Webster defines “take” as “to get into one’s hands or into one’s possession, power or control.” Other definitions include:
•       To bind oneself by – Example: take an oath of office
•       To impose upon oneself – Example: take the trouble to do it right
•       To adopt as one’s own – Example: take a stand on the issue
•       To undertake, make, do or perform – Example: take a walk, take legal action
All of these would fit semantically with “take a decision.” However, of all the hundreds of expressions Webster used in the definition of the word “take,” not one of them was “take a decision.”

“Make,” on the other hand, was defined as “to cause to happen, exist, or occur.” Other
definitions that seemed to fit with the word “decision” include:
•       To frame or formulate in the mind – Example: to make plans
•       To enact or establish – Example: to make laws
Webster did not include “make a decision” in the many expressions listed here, either.
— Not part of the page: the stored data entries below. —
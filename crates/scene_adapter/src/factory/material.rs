//! Material factory

use super::{recipe, BuildRequest};
use crate::backend::SceneBackend;
use crate::catalog::FamilyTag;
use crate::error::BackendError;
use crate::instance::CreatedObject;

/// Build a material node through its recipe
pub fn build<B: SceneBackend + ?Sized>(
    request: &BuildRequest<'_>,
    backend: &mut B,
) -> Result<CreatedObject, BackendError> {
    let props = request.props.clone();
    let material = recipe::construct(request.recipe, props, request.context, backend)?;
    Ok(CreatedObject::new(material, FamilyTag::Materials))
}

#[cfg(test)]
mod tests {
    use super::*;
    use crate::backend::MemoryBackend;
    use crate::catalog::Catalog;
    use crate::context::SceneContext;
    use crate::foundation::collections::{CanvasHandle, EngineHandle};
    use crate::props::{PropValue, Props};

    #[test]
    fn test_material_from_recipe() {
        let mut backend = MemoryBackend::new();
        let scene = backend.create_scene(EngineHandle(0));
        let context = SceneContext::new(scene, CanvasHandle(0), EngineHandle(0));
        let catalog = Catalog::builtin().unwrap();
        let props = Props::new()
            .with("name", "red")
            .with("diffuseColor", PropValue::Color([1.0, 0.0, 0.0]))
            .with("wireframe", true);
        let request = BuildRequest {
            tag: "StandardMaterial",
            props: &props,
            recipe: catalog.get("StandardMaterial").unwrap(),
            context: &context,
        };

        let material = build(&request, &mut backend).unwrap();
        assert_eq!(material.family(), FamilyTag::Materials);

        let object = backend.object(material.handle()).unwrap();
        assert_eq!(object.name.as_deref(), Some("red"));
        assert_eq!(object.property("diffuseColor"), Some(&PropValue::Color([1.0, 0.0, 0.0])));
        assert_eq!(object.property("wireframe"), Some(&PropValue::Bool(true)));
    }
}
//! Structural tree mutations
//!
//! The object model registers every object in its scene on construction, so
//! most structural hooks have nothing to do. The one structural rule is a
//! material child binding itself to its mesh parent.

use crate::backend::SceneBackend;
use crate::catalog::FamilyTag;
use crate::error::BackendError;
use crate::instance::CreatedObject;

/// Attach a child created during the initial build of its parent
///
/// Returns whether the object model was changed.
pub fn attach_initial<B: SceneBackend + ?Sized>(
    parent: CreatedObject,
    child: CreatedObject,
    backend: &mut B,
) -> Result<bool, BackendError> {
    if parent.is(FamilyTag::Meshes) && child.is(FamilyTag::Materials) {
        backend.set_material(parent.handle(), child.handle())?;
        log::debug!("material bound to mesh");
        return Ok(true);
    }
    log::trace!("initial child {} under {}: nothing to attach", child.family(), parent.family());
    Ok(false)
}

/// Append a child after the initial build
pub fn append(parent: CreatedObject, child: CreatedObject) {
    log::trace!("append {} to {}", child.family(), parent.family());
}

/// Append a top-level object to the root container
pub fn append_to_container(child: CreatedObject) {
    log::trace!("append {} to container", child.family());
}

/// Remove a child from its parent
///
/// Objects are left in the scene; disposal is up to the object model.
pub fn remove(parent: Option<CreatedObject>, child: CreatedObject) {
    log::debug!(
        "remove {} from {}",
        child.family(),
        parent.map_or_else(|| "container".to_string(), |parent| parent.family().to_string())
    );
}

/// Hydration target check; server-rendered scenes are not supported
pub fn can_hydrate_instance(_tag: &str) -> Option<CreatedObject> {
    None
}

/// Subtrees are never deprioritized
pub fn should_deprioritize_subtree(_tag: &str) -> bool {
    false
}

/// Scene nodes never hold text content
pub fn should_set_text_content(_tag: &str) -> bool {
    false
}

/// Text nodes have no counterpart in a scene
pub fn create_text_instance(_text: &str) -> Option<CreatedObject> {
    None
}

#[cfg(test)]
mod tests {
    use super::*;
    use crate::backend::MemoryBackend;
    use crate::catalog::ConstructionRecipe;
    use crate::context::SceneContext;
    use crate::factory::{material, mesh, BuildRequest};
    use crate::foundation::collections::{CanvasHandle, EngineHandle};
    use crate::props::Props;

    fn mesh_and_material() -> (MemoryBackend, CreatedObject, CreatedObject) {
        let mut backend = MemoryBackend::new();
        let scene = backend.create_scene(EngineHandle(0));
        let context = SceneContext::new(scene, CanvasHandle(0), EngineHandle(0));

        let box_recipe = ConstructionRecipe::new("Box", "meshes");
        let box_props = Props::new().with("name", "crate");
        let request =
            BuildRequest { tag: "Box", props: &box_props, recipe: &box_recipe, context: &context };
        let crate_mesh = mesh::build(&request, &mut backend).unwrap();

        let material_recipe =
            ConstructionRecipe::new("StandardMaterial", "materials").with_args(["name", "scene"]);
        let material_props = Props::new().with("name", "wood");
        let request = BuildRequest {
            tag: "StandardMaterial",
            props: &material_props,
            recipe: &material_recipe,
            context: &context,
        };
        let wood = material::build(&request, &mut backend).unwrap();

        (backend, crate_mesh, wood)
    }

    #[test]
    fn test_material_binds_to_mesh() {
        let (mut backend, crate_mesh, wood) = mesh_and_material();

        assert!(attach_initial(crate_mesh, wood, &mut backend).unwrap());
        assert_eq!(backend.object(crate_mesh.handle()).unwrap().material, Some(wood.handle()));
    }

    #[test]
    fn test_reversed_pair_is_noop() {
        let (mut backend, crate_mesh, wood) = mesh_and_material();
        let before = backend.mutation_count();

        assert!(!attach_initial(wood, crate_mesh, &mut backend).unwrap());
        assert!(!attach_initial(crate_mesh, crate_mesh, &mut backend).unwrap());
        assert_eq!(backend.mutation_count(), before);
        assert_eq!(backend.object(crate_mesh.handle()).unwrap().material, None);
    }

    #[test]
    fn test_fixed_answers() {
        assert!(can_hydrate_instance("Box").is_none());
        assert!(!should_deprioritize_subtree("Box"));
        assert!(!should_set_text_content("Box"));
        assert!(create_text_instance("hello").is_none());
    }
}
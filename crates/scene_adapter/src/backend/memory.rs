//! Retained-mode object model kept entirely in memory

use std::collections::BTreeMap;

use super::{ConstructorArg, SceneBackend};
use crate::error::BackendError;
use crate::foundation::collections::{
    CanvasHandle, EngineHandle, ObjectHandle, ObjectMap, SceneHandle, SceneMap,
};
use crate::foundation::math::Vec3;
use crate::props::{PropValue, Props};

/// Mesh builders this object model provides
const MESH_BUILDERS: [&str; 11] = [
    "CreateBox",
    "CreateSphere",
    "CreateGround",
    "CreatePlane",
    "CreateCylinder",
    "CreateTorus",
    "CreateTorusKnot",
    "CreateDisc",
    "CreateIcoSphere",
    "CreateCapsule",
    "CreatePolyhedron",
];

/// Constructors this object model provides
const CONSTRUCTORS: [&str; 7] = [
    "FreeCamera",
    "UniversalCamera",
    "TargetCamera",
    "ArcRotateCamera",
    "FollowCamera",
    "StandardMaterial",
    "PBRMaterial",
];

/// How an object came into existence
#[derive(Debug, Clone, Copy, PartialEq, Eq)]
pub enum ObjectKind {
    /// Built by a mesh builder
    Mesh,
    /// Built as a light
    Light,
    /// Built by a named constructor
    Constructed,
}

/// One object in the model
#[derive(Debug, Clone, PartialEq)]
pub struct SceneObject {
    /// Builder or constructor identifier
    pub class: String,
    /// Construction path
    pub kind: ObjectKind,
    /// Object name
    pub name: Option<String>,
    /// Scene the object registered itself in
    pub scene: Option<SceneHandle>,
    /// World position
    pub position: Vec3,
    /// Direction, for directional objects
    pub direction: Option<Vec3>,
    /// Bound material, for meshes
    pub material: Option<ObjectHandle>,
    /// Canvas input is routed from, for cameras
    pub control: Option<CanvasHandle>,
    /// Builder options, for meshes
    pub options: Props,
    /// Constructor arguments as received, for constructed objects
    pub arguments: Vec<(String, Option<PropValue>)>,
    /// Properties assigned by name
    pub properties: BTreeMap<String, PropValue>,
}

impl SceneObject {
    fn new(class: &str, kind: ObjectKind) -> Self {
        Self {
            class: class.to_string(),
            kind,
            name: None,
            scene: None,
            position: Vec3::zeros(),
            direction: None,
            material: None,
            control: None,
            options: Props::new(),
            arguments: Vec::new(),
            properties: BTreeMap::new(),
        }
    }

    /// Property assigned by name
    pub fn property(&self, name: &str) -> Option<&PropValue> {
        self.properties.get(name)
    }
}

#[derive(Debug)]
struct SceneRecord {
    engine: EngineHandle,
    objects: Vec<ObjectHandle>,
}

/// In-memory [`SceneBackend`]
///
/// Objects register into their scene at construction time, as a retained
/// engine would. Every successful mutation bumps [`mutation_count`], which
/// makes redundant work observable.
///
/// [`mutation_count`]: MemoryBackend::mutation_count
#[derive(Debug, Default)]
pub struct MemoryBackend {
    scenes: SceneMap<SceneRecord>,
    objects: ObjectMap<SceneObject>,
    mutations: u64,
}

impl MemoryBackend {
    /// Create an empty object model
    pub fn new() -> Self {
        Self::default()
    }

    /// Create a scene rendered by `engine`
    pub fn create_scene(&mut self, engine: EngineHandle) -> SceneHandle {
        let scene = self.scenes.insert(SceneRecord {
            engine,
            objects: Vec::new(),
        });
        log::debug!("created scene {scene:?} on engine {}", engine.0);
        scene
    }

    /// Engine a scene belongs to
    pub fn scene_engine(&self, scene: SceneHandle) -> Option<EngineHandle> {
        self.scenes.get(scene).map(|record| record.engine)
    }

    /// Look up an object
    pub fn object(&self, handle: ObjectHandle) -> Option<&SceneObject> {
        self.objects.get(handle)
    }

    /// Objects registered in a scene, in construction order
    pub fn objects_in(&self, scene: SceneHandle) -> &[ObjectHandle] {
        self.scenes
            .get(scene)
            .map(|record| record.objects.as_slice())
            .unwrap_or(&[])
    }

    /// Total number of live objects
    pub fn object_count(&self) -> usize {
        self.objects.len()
    }

    /// Number of successful mutations since creation
    pub fn mutation_count(&self) -> u64 {
        self.mutations
    }

    fn register(&mut self, scene: Option<SceneHandle>, object: SceneObject) -> ObjectHandle {
        let handle = self.objects.insert(object);
        if let Some(record) = scene.and_then(|s| self.scenes.get_mut(s)) {
            record.objects.push(handle);
        }
        handle
    }

    fn object_mut(&mut self, handle: ObjectHandle) -> Result<&mut SceneObject, BackendError> {
        self.objects.get_mut(handle).ok_or(BackendError::StaleHandle)
    }

    fn live_scene(&self, scene: SceneHandle) -> Result<SceneHandle, BackendError> {
        if self.scenes.contains_key(scene) {
            Ok(scene)
        } else {
            Err(BackendError::StaleHandle)
        }
    }
}

/// Apply a named property, routing well-known names to typed fields
fn assign(object: &mut SceneObject, name: &str, value: PropValue) -> Result<(), BackendError> {
    match (name, value) {
        ("position", PropValue::Vector(position)) => object.position = position,
        ("direction", PropValue::Vector(direction)) => object.direction = Some(direction),
        ("name", PropValue::Text(text)) => object.name = Some(text),
        ("material", PropValue::Object(material)) => object.material = Some(material),
        (typed @ ("position" | "direction" | "name" | "material"), value) => {
            return Err(BackendError::InvalidValue {
                property: typed.to_string(),
                value: value.to_string(),
            });
        }
        (other, value) => {
            object.properties.insert(other.to_string(), value);
        }
    }
    Ok(())
}

impl SceneBackend for MemoryBackend {
    fn create_mesh(
        &mut self,
        scene: SceneHandle,
        builder: &str,
        name: Option<&str>,
        options: &Props,
    ) -> Result<ObjectHandle, BackendError> {
        if !MESH_BUILDERS.contains(&builder) {
            return Err(BackendError::UnknownBuilder(builder.to_string()));
        }
        let scene = self.live_scene(scene)?;

        let mut mesh = SceneObject::new(builder, ObjectKind::Mesh);
        mesh.name = name.map(str::to_string);
        mesh.scene = Some(scene);
        mesh.options = options.clone();
        Ok(self.register(Some(scene), mesh))
    }

    fn construct(
        &mut self,
        class: &str,
        args: &[ConstructorArg<'_>],
    ) -> Result<ObjectHandle, BackendError> {
        if !CONSTRUCTORS.contains(&class) {
            return Err(BackendError::UnknownConstructor(class.to_string()));
        }

        let mut object = SceneObject::new(class, ObjectKind::Constructed);
        for (arg, value) in args {
            match (*arg, value) {
                ("name", None) => {
                    return Err(BackendError::MissingArgument {
                        class: class.to_string(),
                        argument: "name".to_string(),
                    });
                }
                ("scene", Some(PropValue::Scene(scene))) => {
                    object.scene = Some(self.live_scene(*scene)?);
                }
                (_, None) => {}
                (name, Some(value)) => assign(&mut object, name, value.clone())?,
            }
            object.arguments.push(((*arg).to_string(), value.clone()));
        }

        let scene = object.scene;
        Ok(self.register(scene, object))
    }

    fn create_hemispheric_light(
        &mut self,
        scene: SceneHandle,
        name: Option<&str>,
        direction: Vec3,
    ) -> Result<ObjectHandle, BackendError> {
        let scene = self.live_scene(scene)?;

        let mut light = SceneObject::new("HemisphericLight", ObjectKind::Light);
        light.name = name.map(str::to_string);
        light.scene = Some(scene);
        light.direction = Some(direction);
        Ok(self.register(Some(scene), light))
    }

    fn set_position(&mut self, object: ObjectHandle, position: Vec3) -> Result<(), BackendError> {
        self.object_mut(object)?.position = position;
        self.mutations += 1;
        Ok(())
    }

    fn set_property(
        &mut self,
        object: ObjectHandle,
        name: &str,
        value: PropValue,
    ) -> Result<(), BackendError> {
        assign(self.object_mut(object)?, name, value)?;
        self.mutations += 1;
        Ok(())
    }

    fn set_material(
        &mut self,
        mesh: ObjectHandle,
        material: ObjectHandle,
    ) -> Result<(), BackendError> {
        if !self.objects.contains_key(material) {
            return Err(BackendError::StaleHandle);
        }
        self.object_mut(mesh)?.material = Some(material);
        self.mutations += 1;
        Ok(())
    }

    fn attach_control(
        &mut self,
        camera: ObjectHandle,
        canvas: CanvasHandle,
    ) -> Result<(), BackendError> {
        self.object_mut(camera)?.control = Some(canvas);
        self.mutations += 1;
        Ok(())
    }

    fn find_mesh_by_name(&self, scene: SceneHandle, name: &str) -> Option<ObjectHandle> {
        self.objects_in(scene).iter().copied().find(|handle| {
            self.objects.get(*handle).is_some_and(|object| {
                object.kind == ObjectKind::Mesh && object.name.as_deref() == Some(name)
            })
        })
    }
}

#[cfg(test)]
mod tests {
    use super::*;

    fn backend_with_scene() -> (MemoryBackend, SceneHandle) {
        let mut backend = MemoryBackend::new();
        let scene = backend.create_scene(EngineHandle(1));
        (backend, scene)
    }

    #[test]
    fn test_mesh_registers_in_scene() {
        let (mut backend, scene) = backend_with_scene();
        let options = Props::new().with("size", 2.0);
        let mesh = backend.create_mesh(scene, "CreateBox", Some("crate"), &options).unwrap();

        assert_eq!(backend.objects_in(scene), &[mesh]);
        let object = backend.object(mesh).unwrap();
        assert_eq!(object.kind, ObjectKind::Mesh);
        assert_eq!(object.name.as_deref(), Some("crate"));
        assert_eq!(object.options, options);
        assert_eq!(backend.scene_engine(scene), Some(EngineHandle(1)));
    }

    #[test]
    fn test_unknown_builder_and_constructor() {
        let (mut backend, scene) = backend_with_scene();
        assert_eq!(
            backend.create_mesh(scene, "CreateDecal", None, &Props::new()),
            Err(BackendError::UnknownBuilder("CreateDecal".into()))
        );
        assert_eq!(
            backend.construct("VRCamera", &[]),
            Err(BackendError::UnknownConstructor("VRCamera".into()))
        );
        assert_eq!(
            backend.construct("PointLight", &[]),
            Err(BackendError::UnknownConstructor("PointLight".into()))
        );
        assert_eq!(backend.object_count(), 0);
    }

    #[test]
    fn test_construct_maps_named_arguments() {
        let (mut backend, scene) = backend_with_scene();
        let camera = backend
            .construct(
                "FreeCamera",
                &[
                    ("name", Some("eye".into())),
                    ("position", Some(Vec3::new(0.0, 5.0, -10.0).into())),
                    ("scene", Some(PropValue::Scene(scene))),
                ],
            )
            .unwrap();

        let object = backend.object(camera).unwrap();
        assert_eq!(object.name.as_deref(), Some("eye"));
        assert_eq!(object.position, Vec3::new(0.0, 5.0, -10.0));
        assert_eq!(object.scene, Some(scene));
        assert_eq!(object.arguments.len(), 3);
        assert_eq!(backend.objects_in(scene), &[camera]);
    }

    #[test]
    fn test_construct_requires_name() {
        let (mut backend, scene) = backend_with_scene();
        let result = backend.construct(
            "StandardMaterial",
            &[("name", None), ("scene", Some(PropValue::Scene(scene)))],
        );
        assert!(matches!(result, Err(BackendError::MissingArgument { .. })));
    }

    #[test]
    fn test_typed_properties_reject_wrong_kinds() {
        let (mut backend, scene) = backend_with_scene();
        let mesh = backend.create_mesh(scene, "CreateSphere", None, &Props::new()).unwrap();

        assert!(backend.set_property(mesh, "position", PropValue::Number(1.0)).is_err());
        backend.set_property(mesh, "position", Vec3::new(1.0, 2.0, 3.0).into()).unwrap();
        backend.set_property(mesh, "visibility", 0.5.into()).unwrap();

        let object = backend.object(mesh).unwrap();
        assert_eq!(object.position, Vec3::new(1.0, 2.0, 3.0));
        assert_eq!(object.property("visibility"), Some(&PropValue::Number(0.5)));
        assert_eq!(backend.mutation_count(), 2);
    }

    #[test]
    fn test_find_mesh_by_name_ignores_other_kinds() {
        let (mut backend, scene) = backend_with_scene();
        let _light = backend
            .create_hemispheric_light(scene, Some("target"), Vec3::new(0.0, 1.0, 0.0))
            .unwrap();
        assert_eq!(backend.find_mesh_by_name(scene, "target"), None);

        let mesh = backend.create_mesh(scene, "CreateBox", Some("target"), &Props::new()).unwrap();
        assert_eq!(backend.find_mesh_by_name(scene, "target"), Some(mesh));

        let other = backend.create_scene(EngineHandle(1));
        assert_eq!(backend.find_mesh_by_name(other, "target"), None);
    }

    #[test]
    fn test_stale_scene_is_rejected() {
        let mut backend = MemoryBackend::new();
        let mut other = MemoryBackend::new();
        let foreign = other.create_scene(EngineHandle(9));
        assert_eq!(
            backend.create_mesh(foreign, "CreateBox", None, &Props::new()),
            Err(BackendError::StaleHandle)
        );
    }
}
So, I contacted one of the FOJs (Friends of Jeanne), Dr. Errol Wirasinghe, who just so happened to write the book on the subject: “The Art of Making Decisions.”

His take on the subject (pun intended) was:
You “make a decision” and then you “take action” when you implement that decision.
One can “make a decision” and never have any action if one does not implement that decision.

Errol said he spent 11 years in the UK, where they often “take decisions,” though
notalways. (I’m sure that was a double entendre.) He added that in Spanish the expression is “tomar decisiones,” which literally means “to take decisions.”

Therefore, I have decided that we’ll be “making” decisions from now on – preferably good ones!

Profound Quote of the Day:
High office teaches decision making, not substance. It consumes intellectual capital; it does not create it. Most high officials leave office with the perceptions and insights with which they entered; they learn how to make decisions but not what decisions to make.